(PROBLEM STATEMENT):
A word-for-word copy of the lines from the one holding "if let Some(window)" through the final line of the records below is the only output asked for.

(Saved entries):
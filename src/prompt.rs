// src/prompt.rs
// Instruction payload for the reply generation endpoint

use serde::Serialize;

use crate::reply::ReplyRequest;

/// Behavioral rules sent with every request. Does not depend on input.
const SYSTEM_LINES: &[&str] = &[
    "Sen Türkçe, günlük ama saygılı bir flört asistanısın.",
    "Kısa, doğal ve kibar cevaplar üret.",
    "Cevaplar karşı tarafın tonunu yakalasın ve hedefe uygun olsun.",
    "Aşırı uzun yazma, gereksiz tanışma cümleleri ekleme.",
    "Emoji kullanımı kontrollü olsun.",
    "Karşı taraf soğuksa yumuşak aç, samimiyse samimi devam et.",
    "Gurur kırıcı mesajlarda sınırı net koy ama drama yapma.",
    "Cinsel taciz, zorlama, manipülasyon gibi istekleri reddet.",
    "Yaş küçüklüğü ima edilirse güvenli reddet ve konuşmayı bitir.",
    "Hakaret veya nefret varsa sakinleştirici cevap öner.",
    "En yüksek başarı ihtimali olan tek bir öneri ve 3 alternatif ver.",
];

const GOAL_PREFIX: &str = "Kısa hedef:";
const GOAL_UNSPECIFIED: &str = "belirtilmedi";
const CLOSING_LINE: &str = "Cevapları kısa tut ve farklı tonlarda alternatifler ver.";

/// System + user directive pair
#[derive(Debug, Clone, PartialEq, Eq, Serialize)]
pub struct ReplyPrompt {
    pub system: String,
    pub user: String,
}

/// Build the prompt for a request. Pure: same request, same prompt.
pub fn build_reply_prompt(request: &ReplyRequest) -> ReplyPrompt {
    let goal_line = match request.goal() {
        Some(goal) => format!("{GOAL_PREFIX} {goal}"),
        None => format!("{GOAL_PREFIX} {GOAL_UNSPECIFIED}"),
    };

    let user = [
        format!("Tarz: {}.", request.style()),
        goal_line,
        format!("Karşı tarafın mesajı: \"{}\".", request.message()),
        CLOSING_LINE.to_string(),
    ]
    .join(" ");

    ReplyPrompt {
        system: SYSTEM_LINES.join(" "),
        user,
    }
}
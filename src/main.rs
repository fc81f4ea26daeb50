// src/main.rs
// NextMove - reply suggestions for the message you just got

mod cli;

use anyhow::Result;
use clap::Parser;
use cli::{AppContext, Cli, Commands, ConfigAction};
use tracing::Level;
use tracing_subscriber::FmtSubscriber;

#[tokio::main]
async fn main() -> Result<()> {
    // Load .env files (global first, then project - project overrides)
    if let Some(home) = dirs::home_dir() {
        let _ = dotenvy::from_path(home.join(".nextmove/.env"));
    }
    let _ = dotenvy::dotenv();

    let cli = Cli::parse();

    // Quiet by default so stdout stays the command's output
    let log_level = match cli.verbose {
        0 => std::env::var("NEXTMOVE_LOG")
            .ok()
            .and_then(|v| v.trim().parse::<Level>().ok())
            .unwrap_or(Level::WARN),
        1 => Level::INFO,
        _ => Level::DEBUG,
    };

    let subscriber = FmtSubscriber::builder()
        .with_max_level(log_level)
        .with_writer(std::io::stderr)
        .with_ansi(false)
        .finish();
    tracing::subscriber::set_global_default(subscriber)?;

    let ctx = AppContext::load();

    match cli.command {
        Commands::Reply {
            message,
            goal,
            style,
            json,
        } => cli::run_reply(&ctx, message, goal, style, json).await?,
        Commands::Regenerate { style, id, json } => cli::run_regenerate(&ctx, style, id, json).await?,
        Commands::History { clear, json } => cli::run_history(&ctx, clear, json).await?,
        Commands::Style { action } => cli::run_style(&ctx, action).await?,
        Commands::Character { action } => cli::run_character(&ctx, action).await?,
        Commands::Analyze { file, character } => cli::run_analyze(&ctx, file, character).await?,
        Commands::Suggest {
            file,
            character,
            tone,
        } => cli::run_suggest(&ctx, file, character, tone).await?,
        Commands::Config { action } => match action {
            ConfigAction::Check => cli::run_config_check(&ctx)?,
        },
    }

    Ok(())
}
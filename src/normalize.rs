// src/normalize.rs
// Turns an untrusted generation payload into a bounded, fixed-shape result

use serde_json::{Map, Value};

use crate::error::ParseError;
use crate::reply::{ALTERNATIVE_COUNT, GenerateReplyResult};

/// Maximum characters a single reply may keep
pub const MAX_REPLY_CHARS: usize = 260;
/// A whitespace cut is only taken past this position
pub const MIN_CUT_POSITION: usize = 160;
pub const ELLIPSIS: char = '…';

/// Bound a reply to [`MAX_REPLY_CHARS`].
///
/// Over-long text is cut at its last whitespace when that whitespace lies
/// past [`MIN_CUT_POSITION`], otherwise hard-cut at the budget. Either way
/// the result ends with [`ELLIPSIS`]. Text within budget is returned as is.
pub fn limit_length(text: &str) -> String {
    if text.chars().count() <= MAX_REPLY_CHARS {
        return text.to_string();
    }

    let head: Vec<char> = text.chars().take(MAX_REPLY_CHARS).collect();
    let cut = match head.iter().rposition(|c| c.is_whitespace()) {
        Some(pos) if pos > MIN_CUT_POSITION => &head[..pos],
        _ => &head[..],
    };

    let mut bounded: String = cut.iter().collect::<String>().trim().to_string();
    bounded.push(ELLIPSIS);
    bounded
}

/// Trimmed text when the value is a string, empty otherwise
fn text_of(value: Option<&Value>) -> &str {
    value.and_then(Value::as_str).map(str::trim).unwrap_or("")
}

fn normalize_reply(value: Option<&Value>) -> Option<String> {
    let text = text_of(value);
    if text.is_empty() {
        None
    } else {
        Some(limit_length(text))
    }
}

fn optional_text(payload: &Map<String, Value>, key: &str) -> Option<String> {
    let text = text_of(payload.get(key));
    (!text.is_empty()).then(|| text.to_string())
}

/// Validate and shape a decoded generation payload.
///
/// Fails only when the payload is not a JSON object or its `bestReply` is
/// missing, non-string or blank. Sparse payloads are repaired: missing or
/// invalid alternatives are dropped and the list is padded with the best
/// reply, then cut to exactly [`ALTERNATIVE_COUNT`] entries.
pub fn parse_generate_reply_response(payload: &Value) -> Result<GenerateReplyResult, ParseError> {
    let Some(payload) = payload.as_object() else {
        return Err(ParseError::InvalidFormat);
    };

    let best_reply = normalize_reply(payload.get("bestReply")).ok_or(ParseError::EmptyReply)?;

    let mut alternatives: Vec<String> = payload
        .get("alternatives")
        .and_then(Value::as_array)
        .map(|items| items.iter().filter_map(|item| normalize_reply(Some(item))).collect())
        .unwrap_or_default();

    while alternatives.len() < ALTERNATIVE_COUNT {
        alternatives.push(best_reply.clone());
    }
    alternatives.truncate(ALTERNATIVE_COUNT);

    Ok(GenerateReplyResult {
        best_reply,
        alternatives,
        explanation: optional_text(payload, "explanation"),
        follow_up: optional_text(payload, "followUp"),
    })
}
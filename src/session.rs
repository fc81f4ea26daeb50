// src/session.rs
// Reply session: stale-response guard, rate-limit window and history upkeep

use std::sync::atomic::{AtomicU64, Ordering};
use std::time::Duration;
use tokio::sync::RwLock;
use tokio::time::Instant;
use tracing::{debug, info, warn};

use crate::catalog::{Catalog, Style};
use crate::client::ReplyGenerator;
use crate::error::{ApiError, NextMoveError, Result};
pub use crate::error::countdown_secs;
use crate::reply::{GenerateReplyResult, ReplyRequest, ReplyResult};
use crate::store::PreferenceStore;

/// Hands out monotonically increasing sequence numbers for in-flight requests.
///
/// Only the holder of the latest number may apply its result.
#[derive(Debug, Default)]
pub struct RequestSequencer {
    latest: AtomicU64,
}

impl RequestSequencer {
    pub fn new() -> Self {
        Self::default()
    }

    /// Tag a new request; every earlier tag becomes stale
    pub fn begin(&self) -> u64 {
        self.latest.fetch_add(1, Ordering::SeqCst) + 1
    }

    pub fn is_latest(&self, seq: u64) -> bool {
        self.latest.load(Ordering::SeqCst) == seq
    }

    pub fn latest(&self) -> u64 {
        self.latest.load(Ordering::SeqCst)
    }
}

/// What happened to one generate/regenerate call
#[derive(Debug, Clone, PartialEq, Eq)]
pub enum Outcome {
    /// The result became the current entry and was recorded in history
    Applied(ReplyResult),
    /// The request failed and was still the latest one
    Failed(ApiError),
    /// A newer request was issued before this one resolved; nothing changed
    Superseded,
    /// Still inside a rate-limit window; no request was sent
    Throttled(Duration),
}

#[derive(Debug, Default)]
struct SessionState {
    current: Option<ReplyResult>,
    retry_until: Option<Instant>,
}

/// Drives reply generation for one user.
///
/// All state changes happen after the generator resolves, and only for the
/// latest request.
pub struct ReplySession<G: ReplyGenerator> {
    generator: G,
    store: PreferenceStore,
    catalog: Catalog,
    sequencer: RequestSequencer,
    state: RwLock<SessionState>,
}

impl<G: ReplyGenerator> ReplySession<G> {
    pub fn new(generator: G, store: PreferenceStore, catalog: Catalog) -> Self {
        Self {
            generator,
            store,
            catalog,
            sequencer: RequestSequencer::new(),
            state: RwLock::new(SessionState::default()),
        }
    }

    pub fn catalog(&self) -> &Catalog {
        &self.catalog
    }

    pub fn store(&self) -> &PreferenceStore {
        &self.store
    }

    pub async fn current(&self) -> Option<ReplyResult> {
        self.state.read().await.current.clone()
    }

    /// Make a history entry current, e.g. to regenerate it in another style
    pub async fn select(&self, entry: ReplyResult) {
        self.state.write().await.current = Some(entry);
    }

    /// Remaining rate-limit window, if any
    pub async fn retry_in(&self) -> Option<Duration> {
        let until = self.state.read().await.retry_until?;
        let now = Instant::now();
        (until > now).then(|| until - now)
    }

    /// Countdown shown to the user, rounded up to whole seconds
    pub async fn retry_in_secs(&self) -> u64 {
        self.retry_in().await.map(countdown_secs).unwrap_or(0)
    }

    /// Generate replies for a new message
    pub async fn generate(&self, request: ReplyRequest) -> Outcome {
        self.run(request, |request, generated| ReplyResult::new(request, generated))
            .await
    }

    /// Re-run the current entry with another style, keeping its id.
    ///
    /// The chosen style is saved as the new preference before the request goes out.
    pub async fn regenerate(&self, style: Style) -> Result<Outcome> {
        let current = self
            .current()
            .await
            .ok_or_else(|| NextMoveError::InvalidInput("no reply to regenerate".to_string()))?;

        if let Err(e) = self.store.save_style(&style).await {
            warn!(error = %e, "Failed to save style preference");
        }

        let request = current.request()?.with_style(style);
        Ok(self
            .run(request, move |request, generated| {
                current.regenerated(request.style().clone(), generated)
            })
            .await)
    }

    async fn run<F>(&self, request: ReplyRequest, make_entry: F) -> Outcome
    where
        F: FnOnce(&ReplyRequest, GenerateReplyResult) -> ReplyResult,
    {
        if let Some(remaining) = self.retry_in().await {
            debug!(remaining_ms = remaining.as_millis() as u64, "Rate limited, not sending");
            return Outcome::Throttled(remaining);
        }

        let seq = self.sequencer.begin();
        self.state.write().await.retry_until = None;
        debug!(seq, style = %request.style(), "Request issued");

        let result = self.generator.generate_reply(&request).await;

        let mut state = self.state.write().await;
        if !self.sequencer.is_latest(seq) {
            debug!(seq, latest = self.sequencer.latest(), "Discarding stale response");
            return Outcome::Superseded;
        }

        match result {
            Ok(generated) => {
                let entry = make_entry(&request, generated);
                state.current = Some(entry.clone());

                // held across the write so history saves land in request order
                if let Err(e) = self.store.record_reply(entry.clone()).await {
                    warn!(error = %e, "Failed to save recent replies");
                }
                info!(seq, id = %entry.id, style = %entry.style, "Reply applied");
                Outcome::Applied(entry)
            }
            Err(err) => {
                if let Some(window) = err.retry_after() {
                    state.retry_until = Some(Instant::now() + window);
                }
                warn!(seq, kind = %err.kind(), "Reply generation failed");
                Outcome::Failed(err)
            }
        }
    }
}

(RESULT):
                if let Some(window) = err.retry_after() {
                    state.retry_until = Some(Instant::now() + window);
                }
                warn!(seq, kind = %err.kind(), "Reply generation failed");
                Outcome::Failed(err)
            }
        }
    }
}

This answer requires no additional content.